== Segment start ==
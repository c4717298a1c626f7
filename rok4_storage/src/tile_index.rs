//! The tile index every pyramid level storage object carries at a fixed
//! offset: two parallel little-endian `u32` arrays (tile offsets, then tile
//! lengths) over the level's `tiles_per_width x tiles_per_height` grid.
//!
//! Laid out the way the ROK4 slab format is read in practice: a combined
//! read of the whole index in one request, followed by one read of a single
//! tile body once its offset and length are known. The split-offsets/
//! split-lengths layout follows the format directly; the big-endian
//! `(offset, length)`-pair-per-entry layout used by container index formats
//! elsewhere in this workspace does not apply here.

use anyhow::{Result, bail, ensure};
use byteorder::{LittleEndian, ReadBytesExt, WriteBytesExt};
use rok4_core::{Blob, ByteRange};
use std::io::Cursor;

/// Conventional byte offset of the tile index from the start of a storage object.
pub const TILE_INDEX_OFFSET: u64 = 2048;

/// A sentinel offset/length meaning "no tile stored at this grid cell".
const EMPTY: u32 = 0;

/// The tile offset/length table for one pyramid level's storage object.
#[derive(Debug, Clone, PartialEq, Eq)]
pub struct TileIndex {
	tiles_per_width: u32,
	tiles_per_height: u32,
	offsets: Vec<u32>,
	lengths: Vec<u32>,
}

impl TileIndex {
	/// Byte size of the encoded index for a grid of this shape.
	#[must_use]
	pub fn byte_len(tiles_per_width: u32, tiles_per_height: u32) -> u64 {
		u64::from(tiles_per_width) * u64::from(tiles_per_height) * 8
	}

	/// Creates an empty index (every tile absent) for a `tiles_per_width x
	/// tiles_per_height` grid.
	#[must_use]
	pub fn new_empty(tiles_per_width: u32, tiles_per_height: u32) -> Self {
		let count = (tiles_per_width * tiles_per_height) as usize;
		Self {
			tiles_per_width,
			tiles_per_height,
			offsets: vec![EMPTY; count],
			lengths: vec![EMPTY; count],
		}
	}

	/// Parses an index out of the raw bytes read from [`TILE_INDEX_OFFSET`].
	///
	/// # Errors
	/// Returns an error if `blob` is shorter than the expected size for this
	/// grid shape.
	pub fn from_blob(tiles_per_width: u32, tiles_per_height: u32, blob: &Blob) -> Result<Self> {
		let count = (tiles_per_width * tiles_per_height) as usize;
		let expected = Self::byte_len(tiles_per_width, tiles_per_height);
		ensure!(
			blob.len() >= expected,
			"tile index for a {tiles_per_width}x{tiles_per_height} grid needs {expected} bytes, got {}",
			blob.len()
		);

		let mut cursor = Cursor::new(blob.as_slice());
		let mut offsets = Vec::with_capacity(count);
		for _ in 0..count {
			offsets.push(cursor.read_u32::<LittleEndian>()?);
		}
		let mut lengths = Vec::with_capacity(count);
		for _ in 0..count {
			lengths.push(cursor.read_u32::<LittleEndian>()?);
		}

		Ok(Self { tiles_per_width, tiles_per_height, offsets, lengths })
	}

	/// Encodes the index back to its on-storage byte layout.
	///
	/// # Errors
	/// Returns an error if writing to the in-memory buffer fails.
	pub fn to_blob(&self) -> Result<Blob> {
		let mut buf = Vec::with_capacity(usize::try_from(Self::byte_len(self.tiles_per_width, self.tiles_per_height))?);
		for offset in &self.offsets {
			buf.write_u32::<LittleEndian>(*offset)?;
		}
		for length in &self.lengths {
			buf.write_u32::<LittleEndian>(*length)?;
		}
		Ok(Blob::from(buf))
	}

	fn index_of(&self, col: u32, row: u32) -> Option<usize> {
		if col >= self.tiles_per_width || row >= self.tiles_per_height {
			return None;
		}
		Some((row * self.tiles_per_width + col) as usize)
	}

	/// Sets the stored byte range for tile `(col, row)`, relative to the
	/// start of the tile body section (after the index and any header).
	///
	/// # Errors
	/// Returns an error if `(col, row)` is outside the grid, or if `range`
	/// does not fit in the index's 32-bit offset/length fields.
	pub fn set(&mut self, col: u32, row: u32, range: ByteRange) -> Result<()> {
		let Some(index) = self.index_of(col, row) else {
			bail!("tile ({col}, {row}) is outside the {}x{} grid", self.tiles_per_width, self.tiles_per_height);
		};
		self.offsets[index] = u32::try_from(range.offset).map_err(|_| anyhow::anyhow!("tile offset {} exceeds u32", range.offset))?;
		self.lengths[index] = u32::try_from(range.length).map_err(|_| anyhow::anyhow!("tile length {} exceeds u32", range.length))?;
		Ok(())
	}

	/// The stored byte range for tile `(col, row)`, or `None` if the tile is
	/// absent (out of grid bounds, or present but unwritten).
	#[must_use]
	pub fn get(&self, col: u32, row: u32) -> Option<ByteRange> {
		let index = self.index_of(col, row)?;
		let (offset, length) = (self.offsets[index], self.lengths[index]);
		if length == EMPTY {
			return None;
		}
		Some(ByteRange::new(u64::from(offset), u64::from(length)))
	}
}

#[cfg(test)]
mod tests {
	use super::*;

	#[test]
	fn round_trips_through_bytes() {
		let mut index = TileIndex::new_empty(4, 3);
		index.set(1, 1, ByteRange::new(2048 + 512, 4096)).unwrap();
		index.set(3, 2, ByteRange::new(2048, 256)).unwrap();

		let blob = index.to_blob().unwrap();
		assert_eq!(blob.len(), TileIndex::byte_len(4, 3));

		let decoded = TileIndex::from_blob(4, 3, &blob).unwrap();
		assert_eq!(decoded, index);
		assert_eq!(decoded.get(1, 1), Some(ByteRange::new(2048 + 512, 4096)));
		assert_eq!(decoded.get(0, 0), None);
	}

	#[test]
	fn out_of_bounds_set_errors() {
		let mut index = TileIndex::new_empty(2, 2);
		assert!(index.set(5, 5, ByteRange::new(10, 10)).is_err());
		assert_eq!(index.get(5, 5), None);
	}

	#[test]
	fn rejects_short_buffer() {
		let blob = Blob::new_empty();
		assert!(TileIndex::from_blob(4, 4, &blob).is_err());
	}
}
== Segment end ==
- WHAT IS BEING ASKED: Return the listing in full, exactly.

- COMPLETED TASK:
repository c4717298a1c626f7
filename rok4_storage/src/tile_index.rs
//! The tile index every pyramid level storage object carries at a fixed
//! offset: two parallel little-endian `u32` arrays (tile offsets, then tile
//! lengths) over the level's `tiles_per_width x tiles_per_height` grid.
//!
//! Laid out the way the ROK4 slab format is read in practice: a combined
//! read of the whole index in one request, followed by one read of a single
//! tile body once its offset and length are known. The split-offsets/
//! split-lengths layout follows the format directly; the big-endian
//! `(offset, length)`-pair-per-entry layout used by container index formats
//! elsewhere in this workspace does not apply here.

use anyhow::{Result, bail, ensure};
use byteorder::{LittleEndian, ReadBytesExt, WriteBytesExt};
use rok4_core::{Blob, ByteRange};
use std::io::Cursor;

/// Conventional byte offset of the tile index from the start of a storage object.
pub const TILE_INDEX_OFFSET: u64 = 2048;

/// A sentinel offset/length meaning "no tile stored at this grid cell".
const EMPTY: u32 = 0;

/// The tile offset/length table for one pyramid level's storage object.
#[derive(Debug, Clone, PartialEq, Eq)]
pub struct TileIndex {
	tiles_per_width: u32,
	tiles_per_height: u32,
	offsets: Vec<u32>,
	lengths: Vec<u32>,
}

impl TileIndex {
	/// Byte size of the encoded index for a grid of this shape.
	#[must_use]
	pub fn byte_len(tiles_per_width: u32, tiles_per_height: u32) -> u64 {
		u64::from(tiles_per_width) * u64::from(tiles_per_height) * 8
	}

	/// Creates an empty index (every tile absent) for a `tiles_per_width x
	/// tiles_per_height` grid.
	#[must_use]
	pub fn new_empty(tiles_per_width: u32, tiles_per_height: u32) -> Self {
		let count = (tiles_per_width * tiles_per_height) as usize;
		Self {
			tiles_per_width,
			tiles_per_height,
			offsets: vec![EMPTY; count],
			lengths: vec![EMPTY; count],
		}
	}

	/// Parses an index out of the raw bytes read from [`TILE_INDEX_OFFSET`].
	///
	/// # Errors
	/// Returns an error if `blob` is shorter than the expected size for this
	/// grid shape.
	pub fn from_blob(tiles_per_width: u32, tiles_per_height: u32, blob: &Blob) -> Result<Self> {
		let count = (tiles_per_width * tiles_per_height) as usize;
		let expected = Self::byte_len(tiles_per_width, tiles_per_height);
		ensure!(
			blob.len() >= expected,
			"tile index for a {tiles_per_width}x{tiles_per_height} grid needs {expected} bytes, got {}",
			blob.len()
		);

		let mut cursor = Cursor::new(blob.as_slice());
		let mut offsets = Vec::with_capacity(count);
		for _ in 0..count {
			offsets.push(cursor.read_u32::<LittleEndian>()?);
		}
		let mut lengths = Vec::with_capacity(count);
		for _ in 0..count {
			lengths.push(cursor.read_u32::<LittleEndian>()?);
		}

		Ok(Self { tiles_per_width, tiles_per_height, offsets, lengths })
	}

	/// Encodes the index back to its on-storage byte layout.
	///
	/// # Errors
	/// Returns an error if writing to the in-memory buffer fails.
	pub fn to_blob(&self) -> Result<Blob> {
		let mut buf = Vec::with_capacity(usize::try_from(Self::byte_len(self.tiles_per_width, self.tiles_per_height))?);
		for offset in &self.offsets {
			buf.write_u32::<LittleEndian>(*offset)?;
		}
		for length in &self.lengths {
			buf.write_u32::<LittleEndian>(*length)?;
		}
		Ok(Blob::from(buf))
	}

	fn index_of(&self, col: u32, row: u32) -> Option<usize> {
		if col >= self.tiles_per_width || row >= self.tiles_per_height {
			return None;
		}
		Some((row * self.tiles_per_width + col) as usize)
	}

	/// Sets the stored byte range for tile `(col, row)`, relative to the
	/// start of the tile body section (after the index and any header).
	///
	/// # Errors
	/// Returns an error if `(col, row)` is outside the grid, or if `range`
	/// does not fit in the index's 32-bit offset/length fields.
	pub fn set(&mut self, col: u32, row: u32, range: ByteRange) -> Result<()> {
		let Some(index) = self.index_of(col, row) else {
			bail!("tile ({col}, {row}) is outside the {}x{} grid", self.tiles_per_width, self.tiles_per_height);
		};
		self.offsets[index] = u32::try_from(range.offset).map_err(|_| anyhow::anyhow!("tile offset {} exceeds u32", range.offset))?;
		self.lengths[index] = u32::try_from(range.length).map_err(|_| anyhow::anyhow!("tile length {} exceeds u32", range.length))?;
		Ok(())
	}

	/// The stored byte range for tile `(col, row)`, or `None` if the tile is
	/// absent (out of grid bounds, or present but unwritten).
	#[must_use]
	pub fn get(&self, col: u32, row: u32) -> Option<ByteRange> {
		let index = self.index_of(col, row)?;
		let (offset, length) = (self.offsets[index], self.lengths[index]);
		if length == EMPTY {
			return None;
		}
		Some(ByteRange::new(u64::from(offset), u64::from(length)))
	}
}

#[cfg(test)]
mod tests {
	use super::*;

	#[test]
	fn round_trips_through_bytes() {
		let mut index = TileIndex::new_empty(4, 3);
		index.set(1, 1, ByteRange::new(2048 + 512, 4096)).unwrap();
		index.set(3, 2, ByteRange::new(2048, 256)).unwrap();

		let blob = index.to_blob().unwrap();
		assert_eq!(blob.len(), TileIndex::byte_len(4, 3));

		let decoded = TileIndex::from_blob(4, 3, &blob).unwrap();
		assert_eq!(decoded, index);
		assert_eq!(decoded.get(1, 1), Some(ByteRange::new(2048 + 512, 4096)));
		assert_eq!(decoded.get(0, 0), None);
	}

	#[test]
	fn out_of_bounds_set_errors() {
		let mut index = TileIndex::new_empty(2, 2);
		assert!(index.set(5, 5, ByteRange::new(10, 10)).is_err());
		assert_eq!(index.get(5, 5), None);
	}

	#[test]
	fn rejects_short_buffer() {
		let blob = Blob::new_empty();
		assert!(TileIndex::from_blob(4, 4, &blob).is_err());
	}
}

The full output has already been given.